* **Listed entries**:
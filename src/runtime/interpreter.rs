//! A small tree-walking evaluator for the expressions found inside patterns

use rustc_hash::FxHashMap as HashMap;
use std::rc::Rc;

use super::evaluator::Evaluator;
use super::value::{ObjectKind, Value};
use crate::ast::{Expression, LiteralValue, PropertyKey};
use crate::error::{messages, Error, Result};

/// Evaluates default values and computed keys against a set of globals
///
/// Host functions registered with [`Interpreter::register_native`] are the
/// way embedders observe evaluation order and inject failures.
pub struct Interpreter {
    globals: HashMap<String, Value>,
}

impl Interpreter {
    /// Create an interpreter with `undefined`, `NaN` and `Infinity` defined
    pub fn new() -> Self {
        let mut globals = HashMap::default();
        globals.insert("undefined".to_string(), Value::Undefined);
        globals.insert("NaN".to_string(), Value::Number(f64::NAN));
        globals.insert("Infinity".to_string(), Value::Number(f64::INFINITY));
        Self { globals }
    }

    /// Define or overwrite a global binding
    pub fn set_global(&mut self, name: impl Into<String>, value: Value) {
        self.globals.insert(name.into(), value);
    }

    /// Look up a global binding
    pub fn get_global(&self, name: &str) -> Option<&Value> {
        self.globals.get(name)
    }

    /// Register a native function under `name`
    pub fn register_native<F>(&mut self, name: &str, func: F)
    where
        F: Fn(&[Value]) -> Result<Value> + 'static,
    {
        self.set_global(name, Value::new_native_function(name, Rc::new(func)));
    }

    fn property_name(&mut self, key: &PropertyKey) -> Result<String> {
        match key {
            PropertyKey::Computed(expr) => {
                let value = self.evaluate(expr)?;
                self.to_property_key(&value)
            }
            other => Ok(other.static_name().unwrap_or_default()),
        }
    }
}

impl Default for Interpreter {
    fn default() -> Self {
        Self::new()
    }
}

impl Evaluator for Interpreter {
    fn evaluate(&mut self, expr: &Expression) -> Result<Value> {
        match expr {
            Expression::Literal(lit) => Ok(match &lit.value {
                LiteralValue::Null => Value::Null,
                LiteralValue::Boolean(b) => Value::Boolean(*b),
                LiteralValue::Number(n) => Value::Number(*n),
                LiteralValue::String(s) => Value::String(s.clone()),
            }),
            Expression::Identifier(id) => self
                .globals
                .get(&id.name)
                .cloned()
                .ok_or_else(|| Error::reference_error(messages::not_defined(&id.name))),
            Expression::Array(arr) => {
                let elements = arr
                    .elements
                    .iter()
                    .map(|e| self.evaluate(e))
                    .collect::<Result<Vec<_>>>()?;
                Ok(Value::new_array(elements))
            }
            Expression::Object(obj) => {
                let mut entries = Vec::with_capacity(obj.properties.len());
                for (key, value) in &obj.properties {
                    let name = self.property_name(key)?;
                    let value = self.evaluate(value)?;
                    entries.push((name, value));
                }
                Ok(Value::new_object_from_entries(entries))
            }
            Expression::Call(call) => {
                let callee = self
                    .globals
                    .get(&call.callee.name)
                    .cloned()
                    .ok_or_else(|| Error::reference_error(messages::not_defined(&call.callee.name)))?;
                let args = call
                    .arguments
                    .iter()
                    .map(|a| self.evaluate(a))
                    .collect::<Result<Vec<_>>>()?;
                let func = match &callee {
                    Value::Object(obj) => match &obj.borrow().kind {
                        ObjectKind::NativeFunction { func, .. } => Some(func.clone()),
                        _ => None,
                    },
                    _ => None,
                };
                match func {
                    Some(func) => func(&args),
                    None => Err(Error::type_error(messages::not_a_function(&call.callee.name))),
                }
            }
        }
    }
}
//! Expression AST node types
//!
//! Only the expressions that matter to destructuring are modeled: default
//! values and computed keys are opaque to the compiler and handed to an
//! [`Evaluator`](crate::runtime::Evaluator).

use super::*;

/// A JavaScript expression
#[derive(Debug, Clone)]
pub enum Expression {
    /// Identifier reference
    Identifier(Identifier),

    /// Literal value
    Literal(Literal),

    /// Array literal [1, 2, 3]
    Array(ArrayExpression),

    /// Object literal {a: 1, b: 2}
    Object(ObjectExpression),

    /// Call expression func(args)
    Call(Box<CallExpression>),
}

impl Expression {
    /// Get the span of this expression
    pub fn span(&self) -> Span {
        match self {
            Expression::Identifier(id) => id.span,
            Expression::Literal(lit) => lit.span,
            Expression::Array(a) => a.span,
            Expression::Object(o) => o.span,
            Expression::Call(c) => c.span,
        }
    }

    /// Build a literal expression without a source position
    pub fn literal(value: LiteralValue) -> Self {
        Expression::Literal(Literal {
            value,
            span: Span::default(),
        })
    }

    /// Build a zero-argument call of a named function
    pub fn call(callee: impl Into<String>) -> Self {
        Expression::Call(Box::new(CallExpression {
            callee: Identifier::synthetic(callee),
            arguments: Vec::new(),
            span: Span::default(),
        }))
    }

    /// Build an identifier reference
    pub fn identifier(name: impl Into<String>) -> Self {
        Expression::Identifier(Identifier::synthetic(name))
    }
}

/// A literal value
#[derive(Debug, Clone)]
pub struct Literal {
    /// The literal value
    pub value: LiteralValue,
    /// Span in source
    pub span: Span,
}

/// Literal value types
#[derive(Debug, Clone, PartialEq)]
pub enum LiteralValue {
    /// null
    Null,
    /// true or false
    Boolean(bool),
    /// Number
    Number(f64),
    /// String
    String(String),
}

/// Array expression
#[derive(Debug, Clone)]
pub struct ArrayExpression {
    /// Array elements
    pub elements: Vec<Expression>,
    /// Span in source
    pub span: Span,
}

/// Object expression
#[derive(Debug, Clone)]
pub struct ObjectExpression {
    /// Object properties in source order
    pub properties: Vec<(PropertyKey, Expression)>,
    /// Span in source
    pub span: Span,
}

/// Call expression
#[derive(Debug, Clone)]
pub struct CallExpression {
    /// Callee name
    pub callee: Identifier,
    /// Arguments
    pub arguments: Vec<Expression>,
    /// Span in source
    pub span: Span,
}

* **Work instruction**:
Exact duplication is required for the lines above, from the line that contains "of this expression" to the line that contains "pub fn literal(value: LiteralValue)", inclusive; omit all others.

* **Solution below**:
    /// Get the span of this expression
    pub fn span(&self) -> Span {
        match self {
            Expression::Identifier(id) => id.span,
            Expression::Literal(lit) => lit.span,
            Expression::Array(a) => a.span,
            Expression::Object(o) => o.span,
            Expression::Call(c) => c.span,
        }
    }

    /// Build a literal expression without a source position
    pub fn literal(value: LiteralValue) -> Self {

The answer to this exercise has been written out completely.